Metode baru menunjukkan bahwa burung menyerap lebih banyak racun PFAS daripada yang ditunjukkan sebelumnya. Foto: Louis Westgeest, NTNU. Foto ; NTNU.
TRONDHEIM, BERITALINGKUNGAN.COM– Para peneliti menemukan kadar zat kimia beracun PFAS dalam jumlah yang jauh lebih tinggi pada burung dibandingkan sebelumnya. Zat ini dikenal sebagai “forever chemicals” karena hampir tidak bisa terurai di alam.
Penelitian terbaru menunjukkan bahwa zat beracun buatan manusia, PFAS (per- dan polifluoroalkil), ditemukan dalam jumlah 180 kali lebih banyak di hati burung wader dibandingkan hasil penelitian sebelumnya. PFAS adalah kelompok besar racun lingkungan sintetis yang telah digunakan secara luas di industri, tetapi berpotensi membahayakan berbagai organisme hidup, termasuk manusia.
“PFAS telah menjadi perhatian besar dalam beberapa tahun terakhir. Ini karena penggunaannya sangat luas dalam industri, sementara efeknya bisa berbahaya bagi banyak makhluk hidup,” ujar Junjie Zhang, seorang peneliti pascadoktoral yang sebelumnya berafiliasi dengan NTNU (Norwegian University of Science and Technology).
PFAS: Ancaman Tersembunyi dalam Kehidupan Sehari-hari
PFAS banyak digunakan dalam berbagai produk, termasuk pelapis anti-air, teflon, busa pemadam kebakaran, dan bahkan lilin ski. Zat ini telah dikaitkan dengan berbagai dampak kesehatan serius seperti kanker, kerusakan hati, gangguan kolesterol, gangguan hormon, hingga penurunan kesuburan dan sistem kekebalan tubuh yang lemah.
Zhang, yang merupakan penulis utama studi ini, menyatakan bahwa peningkatan kadar PFAS yang ditemukan pada burung bukan hanya karena meningkatnya jumlah zat beracun di lingkungan, tetapi juga karena adanya metode deteksi baru yang lebih akurat.
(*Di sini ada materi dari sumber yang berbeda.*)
//! Search tools for the site results page.
//!
//! Wraps the engine with what the results page adds on top of ranking:
//! kind and category filters, re-sorting, pagination, facets, and the
//! recent-search history.

use super::recent::RecentSearches;
use crate::models::{DocumentKind, QueryOperator, SearchOptions, SearchResult};
use crate::observability::{MetricsTracker, Timer};
use crate::search::SearchEngine;
use serde::{Deserialize, Serialize};
use std::cmp::Ordering;
use std::fmt;
use std::str::FromStr;
use std::sync::Arc;

/// Default number of results per page.
pub const DEFAULT_PAGE_SIZE: usize = 10;

/// Field the results page is sorted by.
#[derive(Debug, Clone, Copy, Serialize, Deserialize, PartialEq, Eq, Default)]
#[serde(rename_all = "lowercase")]
pub enum SortBy {
    #[default]
    Relevance,
    Title,
    Kind,
}

impl FromStr for SortBy {
    type Err = String;

    fn from_str(s: &str) -> Result<Self, Self::Err> {
        match s.trim().to_lowercase().as_str() {
            "relevance" => Ok(Self::Relevance),
            "title" => Ok(Self::Title),
            // the site's own name for kind
            "kind" | "type" => Ok(Self::Kind),
            other => Err(format!("Unknown sort field: {}", other)),
        }
    }
}

impl fmt::Display for SortBy {
    fn fmt(&self, f: &mut fmt::Formatter<'_>) -> fmt::Result {
        match self {
            Self::Relevance => f.write_str("relevance"),
            Self::Title => f.write_str("title"),
            Self::Kind => f.write_str("kind"),
        }
    }
}

/// Sort direction. `Desc` puts the highest score, or the last title, first.
#[derive(Debug, Clone, Copy, Serialize, Deserialize, PartialEq, Eq, Default)]
#[serde(rename_all = "lowercase")]
pub enum SortOrder {
    Asc,
    #[default]
    Desc,
}

impl FromStr for SortOrder {
    type Err = String;

    fn from_str(s: &str) -> Result<Self, Self::Err> {
        match s.trim().to_lowercase().as_str() {
            "asc" => Ok(Self::Asc),
            "desc" => Ok(Self::Desc),
            other => Err(format!("Unknown sort order: {}", other)),
        }
    }
}

/// Parameters for a results-page search.
#[derive(Debug, Clone, Default)]
pub struct SearchParams {
    /// Search query string
    pub query: String,

    /// Fuzzy similarity threshold (0.0-1.0); server default when unset
    pub fuzzy_threshold: Option<f64>,

    /// Cap on engine results before filtering; server default when unset
    pub max_results: Option<usize>,

    /// Token combination; OR when unset
    pub operator: Option<QueryOperator>,

    /// Keep only these kinds (empty keeps all)
    pub kinds: Vec<DocumentKind>,

    /// Keep only these categories (empty keeps all)
    pub categories: Vec<String>,

    pub sort_by: SortBy,

    pub sort_order: SortOrder,

    /// 1-based page number (default: 1)
    pub page: Option<usize>,

    /// Results per page (default: server page size)
    pub page_size: Option<usize>,
}

impl SearchParams {
    /// Parameters for `query` with every other field defaulted.
    pub fn new(query: impl Into<String>) -> Self {
        Self {
            query: query.into(),
            ..Default::default()
        }
    }
}

/// Distinct kinds and categories present in a filtered result set.
#[derive(Debug, Clone, Default, Serialize, Deserialize, PartialEq)]
pub struct Facets {
    pub kinds: Vec<DocumentKind>,
    pub categories: Vec<String>,
}

impl Facets {
    fn from_results(results: &[SearchResult]) -> Self {
        let mut facets = Self::default();
        for result in results {
            if !facets.kinds.contains(&result.kind) {
                facets.kinds.push(result.kind);
            }
            if !facets.categories.contains(&result.category) {
                facets.categories.push(result.category.clone());
            }
        }
        facets
    }
}

/// One page of search results plus paging and facet metadata.
#[derive(Debug, Clone, Serialize, Deserialize, PartialEq)]
#[serde(rename_all = "camelCase")]
pub struct SearchResponse {
    pub query: String,

    /// Results left after filtering, across all pages
    pub total_results: usize,

    pub page: usize,

    pub page_size: usize,

    pub total_pages: usize,

    /// Results on the requested page
    pub results: Vec<SearchResult>,

    pub facets: Facets,

    /// Shareable results-page link
    pub search_url: String,
}

/// Build the results-page link for a query.
pub fn search_url(query: &str) -> String {
    format!("/search?q={}", urlencoding::encode(query.trim()))
}

/// Search tools for the results page.
#[derive(Clone)]
pub struct SearchTools {
    engine: Arc<SearchEngine>,
    defaults: SearchOptions,
    default_page_size: usize,
    recent: Arc<RecentSearches>,
    metrics: MetricsTracker,
}

impl SearchTools {
    /// Create new search tools.
    ///
    /// # Arguments
    /// * `engine` - Shared search engine
    /// * `defaults` - Options used where a request leaves a field unset
    /// * `default_page_size` - Page size used when a request leaves it unset
    /// * `recent` - History every submitted query is recorded into
    /// * `metrics` - Tracker for search counters
    pub fn new(
        engine: Arc<SearchEngine>,
        defaults: SearchOptions,
        default_page_size: usize,
        recent: Arc<RecentSearches>,
        metrics: MetricsTracker,
    ) -> Self {
        Self {
            engine,
            defaults,
            default_page_size: default_page_size.max(1),
            recent,
            metrics,
        }
    }

    /// Run a search and shape it into one results page.
    ///
    /// Never fails: blank queries give an empty page, a page past the end
    /// gives an empty `results` with the totals still filled in, and a zero
    /// page or page size falls back to the defaults.
    pub fn search(&self, params: SearchParams) -> SearchResponse {
        let timer = Timer::new("search");
        let query = params.query.trim().to_string();
        self.recent.record(&query);

        let options = self.options_for(&params);
        let mut results = self.engine.search(&query, &options);

        if !params.kinds.is_empty() {
            results.retain(|r| params.kinds.contains(&r.kind));
        }
        if !params.categories.is_empty() {
            results.retain(|r| params.categories.iter().any(|c| c == &r.category));
        }

        sort_results(&mut results, params.sort_by, params.sort_order);

        let facets = Facets::from_results(&results);
        let total_results = results.len();
        let page_size = params
            .page_size
            .filter(|&size| size > 0)
            .unwrap_or(self.default_page_size);
        let page = params.page.filter(|&page| page > 0).unwrap_or(1);
        let total_pages = total_results.div_ceil(page_size);

        let results: Vec<SearchResult> = results
            .into_iter()
            .skip((page - 1).saturating_mul(page_size))
            .take(page_size)
            .collect();

        self.metrics
            .track_search_query(timer.finish(), total_results);

        SearchResponse {
            search_url: search_url(&query),
            query,
            total_results,
            page,
            page_size,
            total_pages,
            results,
            facets,
        }
    }

    fn options_for(&self, params: &SearchParams) -> SearchOptions {
        let mut options = self.defaults;
        if let Some(threshold) = params.fuzzy_threshold {
            options = options.with_fuzzy_threshold(threshold);
        }
        if let Some(max_results) = params.max_results {
            options = options.with_max_results(max_results);
        }
        if let Some(operator) = params.operator {
            options = options.with_operator(operator);
        }
        options
    }

    /// The history queries are recorded into.
    pub fn recent(&self) -> &Arc<RecentSearches> {
        &self.recent
    }
}

/// Stable sort; ties keep the engine's relevance order.
fn sort_results(results: &mut [SearchResult], sort_by: SortBy, order: SortOrder) {
    results.sort_by(|a, b| {
        let ascending = match sort_by {
            SortBy::Relevance => a.relevance_score.total_cmp(&b.relevance_score),
            SortBy::Title => compare_titles(&a.title, &b.title),
            SortBy::Kind => a.kind.as_str().cmp(b.kind.as_str()),
        };
        match order {
            SortOrder::Asc => ascending,
            SortOrder::Desc => ascending.reverse(),
        }
    });
}

fn compare_titles(a: &str, b: &str) -> Ordering {
    a.to_lowercase()
        .cmp(&b.to_lowercase())
        .then_with(|| a.cmp(b))
}

#[cfg(test)]
mod tests {
    use super::*;
    use crate::models::IndexedDocument;

    fn doc(id: &str, title: &str, kind: DocumentKind, category: &str) -> IndexedDocument {
        IndexedDocument::new(
            id,
            title,
            &format!("{} covers banking for everyone.", title),
            &format!("/{}", id),
            kind,
            category,
            &["banking"],
        )
    }

    fn tools() -> SearchTools {
        let engine = SearchEngine::from_documents(vec![
            doc("a", "Alpha Banking", DocumentKind::Section, "Personal"),
            doc("b", "Beta Banking", DocumentKind::Page, "Business"),
            doc("c", "Gamma Banking", DocumentKind::Product, "Personal"),
            doc("d", "Delta Banking", DocumentKind::Service, "Business"),
        ])
        .unwrap();

        SearchTools::new(
            Arc::new(engine),
            SearchOptions::default(),
            DEFAULT_PAGE_SIZE,
            Arc::new(RecentSearches::default()),
            MetricsTracker::new(),
        )
    }

    #[test]
    fn test_default_sort_is_relevance_desc() {
        let response = tools().search(SearchParams::new("banking"));
        let ids: Vec<&str> = response.results.iter().map(|r| r.id.as_str()).collect();
        // page 1.5, product 1.3, service 1.2, section 1.0
        assert_eq!(ids, vec!["b", "c", "d", "a"]);
        assert_eq!(response.total_results, 4);
        assert_eq!(response.total_pages, 1);
    }

    #[test]
    fn test_sort_by_title() {
        let mut params = SearchParams::new("banking");
        params.sort_by = SortBy::Title;
        params.sort_order = SortOrder::Asc;
        let response = tools().search(params);
        let titles: Vec<&str> = response.results.iter().map(|r| r.title.as_str()).collect();
        assert_eq!(
            titles,
            vec!["Alpha Banking", "Beta Banking", "Delta Banking", "Gamma Banking"]
        );
    }

    #[test]
    fn test_sort_by_kind_desc() {
        let mut params = SearchParams::new("banking");
        params.sort_by = SortBy::Kind;
        let response = tools().search(params);
        let kinds: Vec<DocumentKind> = response.results.iter().map(|r| r.kind).collect();
        assert_eq!(
            kinds,
            vec![
                DocumentKind::Service,
                DocumentKind::Section,
                DocumentKind::Product,
                DocumentKind::Page
            ]
        );
    }

    #[test]
    fn test_filters_and_facets() {
        let mut params = SearchParams::new("banking");
        params.categories = vec!["Business".to_string()];
        let response = tools().search(params);

        assert_eq!(response.total_results, 2);
        assert_eq!(response.facets.categories, vec!["Business"]);
        assert_eq!(
            response.facets.kinds,
            vec![DocumentKind::Page, DocumentKind::Service]
        );

        let mut params = SearchParams::new("banking");
        params.kinds = vec![DocumentKind::Product];
        let response = tools().search(params);
        assert_eq!(response.results.len(), 1);
        assert_eq!(response.results[0].id, "c");
    }

    #[test]
    fn test_pagination() {
        let tools = tools();

        let mut params = SearchParams::new("banking");
        params.page_size = Some(3);
        params.page = Some(2);
        let response = tools.search(params);
        assert_eq!(response.total_pages, 2);
        assert_eq!(response.results.len(), 1);
        assert_eq!(response.results[0].id, "a");

        let mut params = SearchParams::new("banking");
        params.page_size = Some(3);
        params.page = Some(9);
        let response = tools.search(params);
        assert!(response.results.is_empty());
        assert_eq!(response.total_results, 4);

        let mut params = SearchParams::new("banking");
        params.page = Some(0);
        params.page_size = Some(0);
        let response = tools.search(params);
        assert_eq!(response.page, 1);
        assert_eq!(response.page_size, DEFAULT_PAGE_SIZE);
    }

    #[test]
    fn test_blank_query() {
        let tools = tools();
        let response = tools.search(SearchParams::new("   "));
        assert_eq!(response.total_results, 0);
        assert_eq!(response.total_pages, 0);
        assert!(response.results.is_empty());
        assert!(tools.recent().is_empty());
    }

    #[test]
    fn test_records_recent_and_metrics() {
        let tools = tools();
        tools.search(SearchParams::new("  banking "));
        tools.search(SearchParams::new("nothingmatcheshere"));

        assert_eq!(tools.recent().list(), vec!["banking", "nothingmatcheshere"]);
        assert_eq!(tools.metrics.search_queries_total(), 2);
        assert_eq!(tools.metrics.zero_result_searches_total(), 1);
    }

    #[test]
    fn test_search_url_encoding() {
        assert_eq!(search_url("savings account"), "/search?q=savings%20account");
        assert_eq!(search_url(" a&b "), "/search?q=a%26b");
        let response = tools().search(SearchParams::new("banking"));
        assert_eq!(response.search_url, "/search?q=banking");
    }

    #[test]
    fn test_parse_sort_params() {
        assert_eq!("TITLE".parse::<SortBy>().unwrap(), SortBy::Title);
        assert_eq!("type".parse::<SortBy>().unwrap(), SortBy::Kind);
        assert_eq!("asc".parse::<SortOrder>().unwrap(), SortOrder::Asc);
        assert!("sideways".parse::<SortOrder>().is_err());
    }
}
Burung dan Rantai Makanan yang Tercemar
Penelitian ini dilakukan dengan menganalisis sampel dari burung migran dan makanan yang mereka konsumsi. Burung wader yang menjadi objek penelitian mengikuti jalur migrasi East Asian–Australasian Flyway, yang membentang dari Siberia dan Asia Timur hingga Australia.
“Populasi banyak spesies burung di sepanjang jalur migrasi ini mengalami penurunan drastis. Kami ingin mengetahui apakah paparan racun lingkungan seperti PFAS menjadi salah satu penyebabnya,” ujar Profesor Veerle Jaspers dari NTNU seperti dikutip Beritalingkungan.com dari laman NTNU (25/02/2025).
Para peneliti mengumpulkan sampel dari 25 burung wader serta 30 kerang yang ditemukan di wilayah pesisir Tiongkok, tempat burung-burung ini sering berhenti untuk mencari makan. Mengingat burung dan manusia sama-sama mengonsumsi PFAS melalui makanan dan air, penting untuk meneliti sumber utama zat beracun ini.
Metode Baru, Temuan Mengejutkan
Untuk menganalisis sampel, tim peneliti menggunakan metode baru yang disebut Total Oxidizable Precursor (TOP) assay, dikembangkan oleh Lara Cioni, salah satu peneliti dalam studi ini. Metode ini lebih efektif dalam mendeteksi jenis-jenis PFAS yang sebelumnya sulit ditemukan.
“Hasil uji TOP menunjukkan peningkatan signifikan beberapa jenis zat beracun dalam semua sampel yang kami periksa,” jelas Zhang.
Penemuan ini menunjukkan bahwa sumber utama zat beracun PFAS mungkin lebih luas daripada yang diperkirakan sebelumnya. Para peneliti menekankan perlunya penelitian lebih lanjut untuk memahami dampak PFAS terhadap burung wader, hewan lain, dan manusia.
“Kita perlu mencari tahu lebih banyak tentang sumbernya, serta bagaimana PFAS mempengaruhi ekosistem dan kesehatan manusia,” tambah Jaspers.
Urgensi Penanganan PFAS
Dengan semakin banyaknya temuan tentang PFAS, penting bagi pemerintah, industri, dan masyarakat untuk bekerja sama dalam mengurangi penyebaran zat beracun ini. Regulasi yang lebih ketat, penelitian berkelanjutan, serta kesadaran publik tentang bahaya PFAS dapat membantu melindungi lingkungan dan kesehatan manusia di masa depan (Marwan Aziz).